New Orleans Foundation for Francophone Cultures (Nous) Awarded $100k
Plus, Nous Efforts to Preserve Louisiana French, Creole and Indigenous Languages

NEW ORLEANS (press release) – The New Orleans Foundation for Francophone Cultures (Nous), a cultural institution committed to preserving and promoting Louisiana’s heritage cultures (with a focus on Cajun, Creole and Indigenous communities), received a $100,000 grant from the Mellon Foundation.
This $100,000 grant award is the largest Nous has received to date and follows other recent milestones in the past six months, including the receipt of two National Endowment for the Humanities grants and the opening of a cultural center in the French Quarter.
Organizers share that Nous’s growing national recognition as a leading nonprofit in cultural advocacy and preservation represents a marked investment in Louisiana’s rich heritage and communities.
How Nous Will Utilize the Mellon Foundation Grant
The fund from the Mellon Foundation’s Community-Based Archives Grant will go toward the Archives Funèbres (Funeral Archives, in French) program.
Archives Funèbres is an initiative to collect, digitize and preserve thousands of funerary materials, second-line programs, obituaries and photographs in a public archive eventually hosted on the Nous website.
Fieldwork will be led by Dr. Kim Vaz-Deville, a renowned scholar of Black carnival traditions in New Orleans, current Board member at Nous and a past recipient of Nous’s Le Lab cultural accelerator program.
Commenting on the importance of the work, Dr. Vaz-Deville said, “The records we are conserving are extremely fragile, both physically and metaphorically. It is crucial that we collect and digitize these documents for current and future generations before they are lost to time.”

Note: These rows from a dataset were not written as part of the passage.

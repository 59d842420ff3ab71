//! RPC gateway (v1)
//!
//! An HTTP-to-RPC edge gateway built with Tokio and Axum.
//!
//! # Architecture Overview
//!
//! ```text
//!                              ┌──────────────────────────────────────────────────┐
//!                              │                   RPC GATEWAY                     │
//!                              │                                                   │
//!     Client Request           │  ┌─────────┐    ┌──────────┐    ┌────────────┐   │
//!     ─────────────────────────┼─▶│   net   │───▶│   http   │───▶│  routing   │   │
//!                              │  │listener │    │ dispatch │    │  resolver  │   │
//!                              │  └─────────┘    └──────────┘    └─────┬──────┘   │
//!                              │                                       │          │
//!                              │                                       ▼          │
//!                              │                                ┌────────────┐    │
//!                              │                                │  security  │    │
//!                              │                                │   (auth)   │    │
//!                              │                                └─────┬──────┘    │
//!                              │                                      ▼           │
//!     Client Response          │  ┌──────────┐                  ┌────────────┐    │
//!     ◀────────────────────────┼──│ envelope │◀─────────────────│    rpc     │◀───┼──── Internal
//!                              │  └──────────┘                  │  invoker   │    │     RPC layer
//!                              │                                └────────────┘    │
//!                              │  ┌────────────────────────────────────────────┐  │
//!                              │  │            Cross-Cutting Concerns          │  │
//!                              │  │  config · health · observability ·         │  │
//!                              │  │  lifecycle (startup / graceful drain)      │  │
//!                              │  └────────────────────────────────────────────┘  │
//!                              └──────────────────────────────────────────────────┘
//! ```

use std::path::PathBuf;
use std::time::Duration;

use clap::Parser;

use rpc_gateway::config::{load_config, validate_config, ConfigError, GatewayConfig};
use rpc_gateway::lifecycle::startup::{self, build_runtime, GatewayError};
use rpc_gateway::observability::logging::init_logging;

/// Command-line flags. Each one overrides the matching config file value.
#[derive(Debug, Parser)]
#[command(name = "rpc-gateway", version, about = "HTTP-to-RPC gateway")]
struct Cli {
    /// Path to the TOML configuration file.
    #[arg(short, long)]
    config: Option<PathBuf>,

    /// Listen address, e.g. 0.0.0.0:9000.
    #[arg(long, env = "GATEWAY_BIND")]
    bind: Option<String>,

    /// Number of worker threads.
    #[arg(long, env = "GATEWAY_WORKER_THREADS")]
    worker_threads: Option<usize>,

    /// Enable apiKey authentication.
    #[arg(long, env = "GATEWAY_AUTH_ENABLE")]
    auth_enable: Option<bool>,

    /// Drain wait budget in milliseconds.
    #[arg(long, env = "GATEWAY_SHUTDOWN_TIMEOUT_MS")]
    shutdown_timeout_ms: Option<u64>,

    /// Delay between going Yellow and draining, in milliseconds.
    #[arg(long, env = "GATEWAY_QUIESCENCE_MS")]
    quiescence_ms: Option<u64>,

    /// Base URL of the internal RPC layer.
    #[arg(long, env = "GATEWAY_RPC_UPSTREAM")]
    rpc_upstream: Option<String>,
}

impl Cli {
    fn apply(self, config: &mut GatewayConfig) {
        if let Some(bind) = self.bind {
            config.listener.bind_address = bind;
        }
        if let Some(threads) = self.worker_threads {
            config.runtime.worker_threads = Some(threads);
        }
        if let Some(enabled) = self.auth_enable {
            config.auth.enabled = enabled;
        }
        if let Some(timeout) = self.shutdown_timeout_ms {
            config.shutdown.timeout_ms = timeout;
        }
        if let Some(quiescence) = self.quiescence_ms {
            config.shutdown.quiescence_ms = quiescence;
        }
        if let Some(upstream) = self.rpc_upstream {
            config.rpc.upstream_url = upstream;
        }
    }
}

fn main() -> Result<(), Box<dyn std::error::Error>> {
    let cli = Cli::parse();

    let mut config = match &cli.config {
        Some(path) => load_config(path).map_err(GatewayError::from)?,
        None => GatewayConfig::default(),
    };
    cli.apply(&mut config);
    validate_config(&config)
        .map_err(|errors| GatewayError::from(ConfigError::Validation(errors)))?;

    init_logging(&config.observability).map_err(GatewayError::from)?;
    tracing::info!("rpc-gateway v{} starting", env!("CARGO_PKG_VERSION"));

    let runtime = build_runtime(&config.runtime)?;
    let grace = config.shutdown.poll_interval();
    runtime.block_on(startup::run(config))?;
    runtime.shutdown_timeout(grace.max(Duration::from_millis(100)));

    tracing::info!("Shutdown complete");
    Ok(())
}
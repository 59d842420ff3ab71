//! HTTP protocol handling subsystem.
//!
//! # Data Flow
//! ```text
//! TCP connection
//!     → server.rs (Axum setup, middleware, graceful serve loop)
//!     → request.rs (request ID)
//!     → dispatch.rs (classify by method, health / echo / RPC)
//!     → envelope.rs (status injection, error envelopes)
//!     → Send to client, close connection
//! ```

pub mod dispatch;
pub mod envelope;
pub mod request;
pub mod server;

pub use request::{UuidRequestId, X_REQUEST_ID};
pub use server::{AppState, HttpServer};
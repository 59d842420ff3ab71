//! HTTP-to-RPC gateway library.
//!
//! Maps REST-like and query-parameter URLs onto internal RPC calls, answers
//! load-balancer health checks, and drains in-flight work on shutdown.

pub mod config;
pub mod health;
pub mod http;
pub mod lifecycle;
pub mod net;
pub mod observability;
pub mod routing;
pub mod rpc;
pub mod security;

pub use config::schema::GatewayConfig;
pub use http::HttpServer;
pub use lifecycle::Shutdown;
pub use lifecycle::startup::GatewayError;
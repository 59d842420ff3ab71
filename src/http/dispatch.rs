//! Per-request dispatch.
//!
//! # Flow
//! ```text
//! RECEIVED → CLASSIFIED (by method)
//!     GET/HEAD → health check | echo RPC | canned "unsupported"
//!     POST     → fields → resolver → [auth] → RPC_PENDING → envelope
//!     other    → canned "unsupported"
//! → RESPONDED
//! ```
//!
//! Failures never become HTTP errors here: refused or failed calls are answered
//! with HTTP 200 and a `status: 0` envelope.

use std::time::Instant;

use axum::body::{self, Body};
use axum::extract::State;
use axum::http::{Method, Request, StatusCode};
use axum::response::Response;

use crate::health::HealthStatus;
use crate::http::envelope;
use crate::http::server::AppState;
use crate::observability::metrics;
use crate::routing::{match_echo_url, RequestFields};
use crate::rpc::RpcRequest;

pub const HEALTH_CHECK_PATH: &str = "/health/check";
pub const ECHO_METHOD: &str = "echo";
pub const ECHO_PARAMETER: &str = "{}";

pub const GATEWAY_RUNNING: &str = "gateway is running";
pub const GATEWAY_SHUTTING_DOWN: &str = "gateway is shutting down";
pub const UNSUPPORTED_REQUEST: &str = "unsupported request type";
pub const BODY_TOO_LARGE: &str = "request body too large";
pub const MISSING_TARGET_CAUSE: &str = "service and method are required";

/// Metric label for the request class.
#[derive(Debug, Clone, Copy, PartialEq, Eq)]
enum Kind {
    Health,
    Echo,
    Rpc,
    Unsupported,
}

impl Kind {
    fn as_str(self) -> &'static str {
        match self {
            Kind::Health => "health",
            Kind::Echo => "echo",
            Kind::Rpc => "rpc",
            Kind::Unsupported => "unsupported",
        }
    }
}

/// Entry point for every request.
pub async fn dispatch(State(state): State<AppState>, request: Request<Body>) -> Response {
    let start = Instant::now();
    match *request.method() {
        Method::GET | Method::HEAD => handle_get(&state, request.uri().path(), start).await,
        Method::POST => handle_post(&state, request, start).await,
        _ => unsupported(start),
    }
}

async fn handle_get(state: &AppState, path: &str, start: Instant) -> Response {
    if path == HEALTH_CHECK_PATH {
        return health_check(state, start);
    }

    match match_echo_url(path) {
        Some(target) => {
            tracing::debug!(service = %target.service, version = %target.version, "Echo request");
            let request = RpcRequest::new(target.service, target.version, ECHO_METHOD, ECHO_PARAMETER);
            invoke(state, request, Kind::Echo, start).await
        }
        None => unsupported(start),
    }
}

fn health_check(state: &AppState, start: Instant) -> Response {
    let response = match state.health.status() {
        HealthStatus::Green => envelope::text(StatusCode::OK, GATEWAY_RUNNING),
        HealthStatus::Yellow => envelope::text(StatusCode::SERVICE_UNAVAILABLE, GATEWAY_SHUTTING_DOWN),
    };
    metrics::record_request(Kind::Health.as_str(), "ok", start);
    response
}

fn unsupported(start: Instant) -> Response {
    metrics::record_request(Kind::Unsupported.as_str(), "ok", start);
    envelope::text(StatusCode::OK, UNSUPPORTED_REQUEST)
}

async fn handle_post(state: &AppState, request: Request<Body>, start: Instant) -> Response {
    let (parts, body) = request.into_parts();
    let uri = parts
        .uri
        .path_and_query()
        .map(|pq| pq.as_str())
        .unwrap_or("/");

    let bytes = match body::to_bytes(body, state.max_body_bytes).await {
        Ok(bytes) => bytes,
        Err(e) => {
            tracing::warn!(uri = %uri, error = %e, "Failed to aggregate request body");
            metrics::record_request(Kind::Rpc.as_str(), "body_rejected", start);
            return envelope::text(StatusCode::PAYLOAD_TOO_LARGE, BODY_TOO_LARGE);
        }
    };

    let fields = RequestFields::from_request(uri, &parts.headers, &bytes);
    let call = state.resolver.resolve(uri, &parts.headers, &fields);

    if let Some(cause) = call.cause() {
        tracing::info!(uri = %uri, cause = %cause, "Illegal request");
        metrics::record_request(Kind::Rpc.as_str(), "illegal", start);
        return envelope::json(envelope::illegal_request(cause));
    }

    if let Some(authenticator) = &state.authenticator {
        if let Err(rejection) = authenticator.authenticate(&call) {
            tracing::warn!(
                uri = %uri,
                api_key = call.api_key().unwrap_or_default(),
                reason = %rejection,
                "Authentication rejected"
            );
            metrics::record_request(Kind::Rpc.as_str(), "auth_rejected", start);
            return envelope::json(envelope::auth_rejected(&rejection));
        }
    }

    let Some(target) = call.rpc_target() else {
        tracing::info!(uri = %uri, cause = MISSING_TARGET_CAUSE, "Illegal request");
        metrics::record_request(Kind::Rpc.as_str(), "illegal", start);
        return envelope::json(envelope::illegal_request(MISSING_TARGET_CAUSE));
    };

    let request = RpcRequest::new(target.service, target.version, target.method, target.parameter);
    invoke(state, request, Kind::Rpc, start).await
}

/// Issue one RPC and turn its outcome into an envelope.
async fn invoke(state: &AppState, request: RpcRequest, kind: Kind, start: Instant) -> Response {
    tracing::debug!(
        service = %request.service,
        version = %request.version,
        method = %request.method,
        "Invoking RPC"
    );

    let service = request.service.clone();
    let method = request.method.clone();
    let rpc_start = Instant::now();
    let outcome = state.invoker.invoke(request).await;
    metrics::record_rpc(outcome.is_ok(), rpc_start);

    match outcome {
        Ok(result) => {
            metrics::record_request(kind.as_str(), "success", start);
            envelope::json(envelope::inject_status(&result))
        }
        Err(e) => {
            tracing::warn!(service = %service, method = %method, error = %e, "RPC failed");
            metrics::record_request(kind.as_str(), "rpc_failure", start);
            envelope::json(envelope::rpc_failure(&e.to_string()))
        }
    }
}

#[cfg(test)]
mod tests {
    use std::collections::HashMap;
    use std::sync::{Arc, Mutex};

    use axum::http::header;
    use futures_util::future::{BoxFuture, FutureExt};
    use tower::ServiceExt;

    use super::*;
    use crate::config::GatewayConfig;
    use crate::http::server::HttpServer;
    use crate::rpc::{RpcError, RpcInvoker, RpcResult};

    /// Records every call and answers with a fixed result.
    struct Recorder {
        calls: Mutex<Vec<RpcRequest>>,
        answer: Result<&'static str, &'static str>,
    }

    impl Recorder {
        fn new(answer: Result<&'static str, &'static str>) -> Arc<Self> {
            Arc::new(Self {
                calls: Mutex::new(Vec::new()),
                answer,
            })
        }

        fn calls(&self) -> Vec<RpcRequest> {
            self.calls.lock().unwrap().clone()
        }
    }

    impl RpcInvoker for Recorder {
        fn invoke(&self, request: RpcRequest) -> BoxFuture<'static, RpcResult<String>> {
            self.calls.lock().unwrap().push(request);
            let answer = self
                .answer
                .map(str::to_string)
                .map_err(|e| RpcError::Service(e.to_string()));
            async move { answer }.boxed()
        }
    }

    async fn send(server: &HttpServer, request: Request<Body>) -> (StatusCode, String) {
        let response = server.router().oneshot(request).await.unwrap();
        let status = response.status();
        let bytes = body::to_bytes(response.into_body(), usize::MAX).await.unwrap();
        (status, String::from_utf8(bytes.to_vec()).unwrap())
    }

    fn post(uri: &str, body: &str) -> Request<Body> {
        Request::post(uri).body(Body::from(body.to_string())).unwrap()
    }

    fn get(uri: &str) -> Request<Body> {
        Request::get(uri).body(Body::empty()).unwrap()
    }

    #[tokio::test]
    async fn health_follows_status() {
        let server = HttpServer::new(&GatewayConfig::default(), Recorder::new(Ok("{}")));
        assert_eq!(
            send(&server, get(HEALTH_CHECK_PATH)).await,
            (StatusCode::OK, GATEWAY_RUNNING.to_string())
        );

        server.health().mark_draining();
        assert_eq!(
            send(&server, get(HEALTH_CHECK_PATH)).await,
            (StatusCode::SERVICE_UNAVAILABLE, GATEWAY_SHUTTING_DOWN.to_string())
        );
    }

    #[tokio::test]
    async fn unknown_get_and_other_methods_are_unsupported() {
        let rpc = Recorder::new(Ok("{}"));
        let server = HttpServer::new(&GatewayConfig::default(), rpc.clone());
        assert_eq!(
            send(&server, get("/api/svc/1.0/run")).await,
            (StatusCode::OK, UNSUPPORTED_REQUEST.to_string())
        );
        let delete = Request::delete("/api/svc/1.0/run").body(Body::empty()).unwrap();
        assert_eq!(
            send(&server, delete).await,
            (StatusCode::OK, UNSUPPORTED_REQUEST.to_string())
        );
        assert!(rpc.calls().is_empty());
    }

    #[tokio::test]
    async fn head_is_answered_like_get_without_body() {
        let rpc = Recorder::new(Ok("{}"));
        let server = HttpServer::new(&GatewayConfig::default(), rpc.clone());

        let head = |uri: &str| Request::head(uri).body(Body::empty()).unwrap();
        assert_eq!(
            send(&server, head(HEALTH_CHECK_PATH)).await,
            (StatusCode::OK, String::new())
        );
        assert_eq!(
            send(&server, head("/api/svc/1.0/run")).await,
            (StatusCode::OK, String::new())
        );
        assert!(rpc.calls().is_empty());

        server.health().mark_draining();
        let (status, _) = send(&server, head(HEALTH_CHECK_PATH)).await;
        assert_eq!(status, StatusCode::SERVICE_UNAVAILABLE);

        assert_eq!(
            send(&server, head("/api/echo/com.x.Service/1.0.0")).await,
            (StatusCode::OK, String::new())
        );
        assert_eq!(rpc.calls().len(), 1);
    }

    #[tokio::test]
    async fn oversized_body_is_rejected_and_not_left_in_flight() {
        let mut config = GatewayConfig::default();
        config.listener.max_body_bytes = 8;
        let rpc = Recorder::new(Ok("{}"));
        let server = HttpServer::new(&config, rpc.clone());

        let (status, _) = send(&server, post("/api/svc/1.0/run", r#"{"payload":"too long"}"#)).await;
        assert_eq!(status, StatusCode::PAYLOAD_TOO_LARGE);
        assert!(rpc.calls().is_empty());
        assert_eq!(server.in_flight().active(), 0);

        let (status, body) = send(&server, post("/api/svc/1.0/run", "{}")).await;
        assert_eq!(status, StatusCode::OK);
        assert_eq!(body, r#"{"status":1}"#);
        assert_eq!(server.in_flight().active(), 0);
    }

    #[tokio::test]
    async fn post_forwards_call_and_injects_status() {
        let rpc = Recorder::new(Ok(r#"{"a":1}"#));
        let server = HttpServer::new(&GatewayConfig::default(), rpc.clone());

        let (status, body) = send(&server, post("/api/svc/1.0/run", r#"{"x":2}"#)).await;
        assert_eq!(status, StatusCode::OK);
        assert_eq!(body, r#"{"a":1,"status":1}"#);
        assert_eq!(
            rpc.calls(),
            vec![RpcRequest::new("svc", "1.0", "run", r#"{"x":2}"#)]
        );
    }

    #[tokio::test]
    async fn rpc_failure_is_enveloped_with_ok_status() {
        let server = HttpServer::new(&GatewayConfig::default(), Recorder::new(Err("boom")));
        let (status, body) = send(&server, post("/api/svc/1.0/run", "{}")).await;
        assert_eq!(status, StatusCode::OK);
        assert_eq!(body, envelope::rpc_failure("boom"));
    }

    #[tokio::test]
    async fn illegal_uri_skips_rpc() {
        let rpc = Recorder::new(Ok("{}"));
        let server = HttpServer::new(&GatewayConfig::default(), rpc.clone());

        let (_, body) = send(&server, post("/a/b/c", "{}")).await;
        let parsed: serde_json::Value = serde_json::from_str(&body).unwrap();
        assert_eq!(parsed["responseCode"], envelope::ILLEGAL_REQUEST_CODE);
        assert_eq!(parsed["status"], 0);
        assert!(rpc.calls().is_empty());
    }

    #[tokio::test]
    async fn short_grammar_without_target_is_illegal() {
        let rpc = Recorder::new(Ok("{}"));
        let server = HttpServer::new(&GatewayConfig::default(), rpc.clone());

        let (_, body) = send(&server, post("/api", "")).await;
        assert_eq!(body, envelope::illegal_request(MISSING_TARGET_CAUSE));
        assert!(rpc.calls().is_empty());
    }

    #[tokio::test]
    async fn short_grammar_reads_form_fields() {
        let rpc = Recorder::new(Ok("{}"));
        let server = HttpServer::new(&GatewayConfig::default(), rpc.clone());

        let request = Request::post("/api")
            .header(header::CONTENT_TYPE, "application/x-www-form-urlencoded")
            .body(Body::from("serviceName=svc&version=2.0&methodName=run&parameter=%7B%7D"))
            .unwrap();
        let (_, body) = send(&server, request).await;
        assert_eq!(body, r#"{"status":1}"#);
        assert_eq!(rpc.calls(), vec![RpcRequest::new("svc", "2.0", "run", "{}")]);
    }

    #[tokio::test]
    async fn echo_invokes_echo_method() {
        let rpc = Recorder::new(Ok("{}"));
        let server = HttpServer::new(&GatewayConfig::default(), rpc.clone());

        let (_, body) = send(&server, get("/api/echo/com.x.Service/1.0.0")).await;
        assert_eq!(body, r#"{"status":1}"#);
        assert_eq!(
            rpc.calls(),
            vec![RpcRequest::new("com.x.Service", "1.0.0", ECHO_METHOD, ECHO_PARAMETER)]
        );
    }

    #[tokio::test]
    async fn auth_rejection_short_circuits() {
        let mut config = GatewayConfig::default();
        config.auth.enabled = true;
        config.auth.keys = HashMap::from([("key1".to_string(), "s3cret".to_string())]);
        let rpc = Recorder::new(Ok("{}"));
        let server = HttpServer::new(&config, rpc.clone());

        let (_, body) = send(&server, post("/api/svc/1.0/run", "{}")).await;
        let parsed: serde_json::Value = serde_json::from_str(&body).unwrap();
        assert_eq!(parsed["responseCode"], envelope::AUTH_REJECTED_CODE);
        assert!(rpc.calls().is_empty());

        let (_, body) = send(
            &server,
            post("/api/svc/1.0/run/key1?timestamp=1&secret=s3cret", "{}"),
        )
        .await;
        assert_eq!(body, r#"{"status":1}"#);
        assert_eq!(rpc.calls().len(), 1);

        let (_, body) = send(
            &server,
            post("/api/svc/1.0/run/key1?timestamp=1&secret=s3cret&", "{}"),
        )
        .await;
        assert_eq!(body, r#"{"status":1}"#);
        assert_eq!(rpc.calls().len(), 2);
    }

    #[tokio::test]
    async fn responses_close_connection_and_carry_request_id() {
        let server = HttpServer::new(&GatewayConfig::default(), Recorder::new(Ok("{}")));
        let response = server.router().oneshot(get(HEALTH_CHECK_PATH)).await.unwrap();
        assert_eq!(response.headers()[header::CONNECTION], "close");
        assert!(response.headers().contains_key("x-request-id"));
    }
}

How Community Members Can Contribute
The initiative is a multi-year project that is community-driven, with local families, funeral directors, genealogists and historians all invited to contribute materials to the archive.
Community members who would like to contribute materials to be included in the initiative are invited to reach out to bonjour@nous-foundation.org.
Organizers share how the initiative will provide value for the community:
- For communities historically marginalized from mainstream media and narratives, funeral programs are an incredibly valuable documentation of the community affiliations, cultural traditions, genealogies and authentic stories of south Louisiana’s ancestors.
- These materials also serve as primary sources for the study and preservation of endangered languages, such as Louisiana French and Creole, and Indigenous languages, for which the number of speakers has plummeted from an estimated over 1,000,000 people in 1970 to 150,000 today.
Speaking on the grant, Nous Executive Director Scott Tilton commented, “We are very excited to work with Dr. Vaz-Deville on this initiative/program and enrich our community-based digital archives with such important materials. Working with communities to preserve cultural records like these that would be otherwise inaccessible is a huge step forward for the visibility of Louisiana’s heritage cultures.”